Source data:

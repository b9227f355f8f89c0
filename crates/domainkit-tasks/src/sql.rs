use std::path::PathBuf;
use std::process::Command;

use anyhow::{anyhow, Result};
use tracing::{info, warn};

use crate::process::{execute_command, render_command, CommandOutput};

pub const DEFAULT_SQL_INSTANCE: &str = "SQLEXPRESS";
pub const DEFAULT_SQL_FEATURES: &str = "SQLENGINE";

const SQL_INSTANCE_MAX_LEN: usize = 16;
const SQL_SETUP_SUCCESS_CODES: [i32; 2] = [0, 3010];

#[derive(Debug, Clone, Copy, PartialEq, Eq)]
pub enum BuiltinAccount {
    NetworkService,
    LocalSystem,
    VirtualAccount,
}

#[derive(Debug, Clone, PartialEq, Eq)]
pub enum SqlServiceAccount {
    Gmsa(String),
    Builtin(BuiltinAccount),
    Account { name: String, password: String },
}

#[derive(Debug, Clone, PartialEq, Eq)]
pub enum SqlSecurityMode {
    Windows,
    Mixed { sa_password: String },
}

#[derive(Debug, Clone, PartialEq, Eq)]
pub struct SqlExpressRequest {
    pub setup_path: PathBuf,
    pub instance_name: String,
    pub features: Vec<String>,
    pub service_account: SqlServiceAccount,
    pub sysadmins: Vec<String>,
    pub security_mode: SqlSecurityMode,
    pub tcp_enabled: bool,
    pub install_dir: Option<PathBuf>,
    pub update_enabled: bool,
    pub dry_run: bool,
}

#[derive(Debug, Clone, PartialEq, Eq)]
pub struct SqlInstallOutcome {
    pub instance_name: String,
    pub service_account: String,
    pub command_line: String,
    pub applied: bool,
    pub reboot_required: bool,
}

impl BuiltinAccount {
    pub fn parse(input: &str) -> Option<Self> {
        match input.trim().to_ascii_lowercase().as_str() {
            "network-service" | "networkservice" => Some(Self::NetworkService),
            "local-system" | "localsystem" | "system" => Some(Self::LocalSystem),
            "virtual" | "virtual-account" => Some(Self::VirtualAccount),
            _ => None,
        }
    }

    fn account_name(self, instance_name: &str) -> String {
        match self {
            Self::NetworkService => "NT AUTHORITY\\NETWORK SERVICE".to_string(),
            Self::LocalSystem => "NT AUTHORITY\\SYSTEM".to_string(),
            Self::VirtualAccount => format!("NT Service\\MSSQL${instance_name}"),
        }
    }
}

impl SqlServiceAccount {
    pub fn account_name(&self, instance_name: &str) -> String {
        match self {
            Self::Gmsa(name) => {
                let trimmed = name.trim();
                if trimmed.ends_with('$') {
                    trimmed.to_string()
                } else {
                    format!("{trimmed}$")
                }
            }
            Self::Builtin(builtin) => builtin.account_name(instance_name),
            Self::Account { name, .. } => name.trim().to_string(),
        }
    }
}

impl SqlExpressRequest {
    fn secrets(&self) -> Vec<&str> {
        let mut secrets = Vec::new();
        if let SqlServiceAccount::Account { password, .. } = &self.service_account {
            secrets.push(password.as_str());
        }
        if let SqlSecurityMode::Mixed { sa_password } = &self.security_mode {
            secrets.push(sa_password.as_str());
        }
        secrets
    }
}

pub fn install_sql_express(request: &SqlExpressRequest) -> Result<SqlInstallOutcome> {
    install_sql_express_with_runner(request, execute_command)
}

pub fn install_sql_express_with_runner<RunCommand>(
    request: &SqlExpressRequest,
    mut run: RunCommand,
) -> Result<SqlInstallOutcome>
where
    RunCommand: FnMut(&mut Command, &str) -> Result<CommandOutput>,
{
    validate_sql_request(request)?;
    if !request.setup_path.is_file() {
        return Err(anyhow!(
            "SQL Server setup was not found: {}",
            request.setup_path.display()
        ));
    }

    let instance_name = request.instance_name.trim().to_ascii_uppercase();
    let service_account = request.service_account.account_name(&instance_name);
    let mut command = build_sql_setup_command(request);
    let command_line = render_command(&command, &request.secrets());

    if request.dry_run {
        return Ok(SqlInstallOutcome {
            instance_name,
            service_account,
            command_line,
            applied: false,
            reboot_required: false,
        });
    }

    info!(instance = %instance_name, account = %service_account, "starting SQL Server setup");
    let context_message = format!("SQL Server setup failed for instance '{instance_name}'");
    let code = run(&mut command, &context_message)?
        .ensure_success(&context_message, &SQL_SETUP_SUCCESS_CODES)
        .map_err(|err| redact_error(err, &request.secrets()))?;
    let reboot_required = code == 3010;
    if reboot_required {
        warn!(instance = %instance_name, "SQL Server setup requires a reboot");
    }

    Ok(SqlInstallOutcome {
        instance_name,
        service_account,
        command_line,
        applied: true,
        reboot_required,
    })
}

pub fn validate_sql_request(request: &SqlExpressRequest) -> Result<()> {
    validate_instance_name(&request.instance_name)?;
    if request
        .features
        .iter()
        .all(|feature| feature.trim().is_empty())
    {
        return Err(anyhow!("at least one SQL Server feature is required"));
    }
    if request
        .sysadmins
        .iter()
        .all(|account| account.trim().is_empty())
    {
        return Err(anyhow!("at least one sysadmin account is required"));
    }
    match &request.service_account {
        SqlServiceAccount::Gmsa(name) if name.trim().trim_end_matches('$').is_empty() => {
            return Err(anyhow!("gMSA service account name must not be empty"));
        }
        SqlServiceAccount::Account { name, password } => {
            if name.trim().is_empty() {
                return Err(anyhow!("service account name must not be empty"));
            }
            if password.is_empty() {
                return Err(anyhow!(
                    "a password is required for service account '{}'",
                    name.trim()
                ));
            }
        }
        _ => {}
    }
    if let SqlSecurityMode::Mixed { sa_password } = &request.security_mode {
        if sa_password.is_empty() {
            return Err(anyhow!("mixed-mode authentication requires an sa password"));
        }
    }
    Ok(())
}

fn validate_instance_name(instance_name: &str) -> Result<()> {
    let name = instance_name.trim();
    if name.is_empty() || name.len() > SQL_INSTANCE_MAX_LEN {
        return Err(anyhow!(
            "SQL instance name must be 1 to {SQL_INSTANCE_MAX_LEN} characters: '{instance_name}'"
        ));
    }
    let mut chars = name.chars();
    if !chars
        .next()
        .is_some_and(|first| first.is_ascii_alphabetic() || first == '_')
    {
        return Err(anyhow!(
            "SQL instance name must start with a letter or '_': '{name}'"
        ));
    }
    if !chars.all(|ch| ch.is_ascii_alphanumeric() || ch == '_' || ch == '$') {
        return Err(anyhow!(
            "SQL instance name may only contain letters, digits, '_' and '$': '{name}'"
        ));
    }
    if name.eq_ignore_ascii_case("DEFAULT") {
        return Err(anyhow!("'{name}' is a reserved SQL instance name"));
    }
    Ok(())
}

pub fn build_sql_setup_command(request: &SqlExpressRequest) -> Command {
    let instance_name = request.instance_name.trim().to_ascii_uppercase();
    let features = request
        .features
        .iter()
        .map(|feature| feature.trim().to_ascii_uppercase())
        .filter(|feature| !feature.is_empty())
        .collect::<Vec<_>>()
        .join(",");

    let mut command = Command::new(&request.setup_path);
    command
        .arg("/Q")
        .arg("/ACTION=Install")
        .arg("/IACCEPTSQLSERVERLICENSETERMS")
        .arg(format!("/FEATURES={features}"))
        .arg(format!("/INSTANCENAME={instance_name}"))
        .arg(format!(
            "/SQLSVCACCOUNT={}",
            request.service_account.account_name(&instance_name)
        ));
    if let SqlServiceAccount::Account { password, .. } = &request.service_account {
        command.arg(format!("/SQLSVCPASSWORD={password}"));
    }
    command.arg("/SQLSVCSTARTUPTYPE=Automatic");

    let mut sysadmins = request
        .sysadmins
        .iter()
        .map(|account| account.trim())
        .filter(|account| !account.is_empty());
    if let Some(first) = sysadmins.next() {
        command.arg(format!("/SQLSYSADMINACCOUNTS={first}"));
        command.args(sysadmins);
    }

    if let SqlSecurityMode::Mixed { sa_password } = &request.security_mode {
        command
            .arg("/SECURITYMODE=SQL")
            .arg(format!("/SAPWD={sa_password}"));
    }
    command.arg(format!(
        "/TCPENABLED={}",
        if request.tcp_enabled { 1 } else { 0 }
    ));
    if let Some(install_dir) = &request.install_dir {
        command.arg(format!("/INSTANCEDIR={}", install_dir.display()));
    }
    command.arg(format!(
        "/UPDATEENABLED={}",
        if request.update_enabled {
            "True"
        } else {
            "False"
        }
    ));
    command
}

fn redact_error(err: anyhow::Error, secrets: &[&str]) -> anyhow::Error {
    let mut message = format!("{err:#}");
    for secret in secrets.iter().filter(|secret| !secret.is_empty()) {
        message = message.replace(secret, crate::process::REDACTED);
    }
    anyhow!(message)
}
#[test]
fn gmsa_request_falls_back_to_config_principals() {
    let cli = Cli::try_parse_from(["domainkit", "gmsa", "create", "svc-sql01"])
        .expect("command must parse");
    let Commands::Gmsa {
        command: GmsaCommands::Create(args),
    } = cli.command
    else {
        panic!("unexpected command");
    };
    let request = build_gmsa_request(args, &sample_config()).expect("must build");
    assert_eq!(request.domain, "corp.example.com");
    assert_eq!(request.principals, vec!["SQL-Servers"]);
}

#[test]
fn sql_request_defaults_to_virtual_account_and_windows_auth() {
    let cli = Cli::try_parse_from(["domainkit", "sql", "install"]).expect("command must parse");
    let Commands::Sql {
        command: SqlCommands::Install(args),
    } = cli.command
    else {
        panic!("unexpected command");
    };
    let request = build_sql_request(args, &sample_config(), no_env).expect("must build");
    assert_eq!(request.setup_path, PathBuf::from("D:\\setup.exe"));
    assert_eq!(request.instance_name, "SQLEXPRESS");
    assert_eq!(request.features, vec!["SQLENGINE"]);
    assert_eq!(
        request.service_account,
        SqlServiceAccount::Builtin(BuiltinAccount::VirtualAccount)
    );
    assert_eq!(request.security_mode, SqlSecurityMode::Windows);
    assert_eq!(request.sysadmins, vec!["CORP\\SQL Admins"]);
}

#[test]
fn sql_request_reads_passwords_from_environment() {
    let cli = Cli::try_parse_from([
        "domainkit",
        "sql",
        "install",
        "--service-account",
        "CORP\\sqlsvc",
        "--mixed-mode",
    ])
    .expect("command must parse");
    let Commands::Sql {
        command: SqlCommands::Install(args),
    } = cli.command
    else {
        panic!("unexpected command");
    };
    let request = build_sql_request(
        args,
        &sample_config(),
        env_with(&[
            (SQL_SVC_PASSWORD_ENV, "svc-secret"),
            (SQL_SA_PASSWORD_ENV, "sa-secret"),
        ]),
    )
    .expect("must build");
    assert_eq!(
        request.service_account,
        SqlServiceAccount::Account {
            name: "CORP\\sqlsvc".to_string(),
            password: "svc-secret".to_string(),
        }
    );
    assert_eq!(
        request.security_mode,
        SqlSecurityMode::Mixed {
            sa_password: "sa-secret".to_string()
        }
    );
}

What you need to do: Copy out each line of the records above that includes "RunCommand".

Result:
pub fn install_sql_express_with_runner<RunCommand>(
    mut run: RunCommand,
    RunCommand: FnMut(&mut Command, &str) -> Result<CommandOutput>,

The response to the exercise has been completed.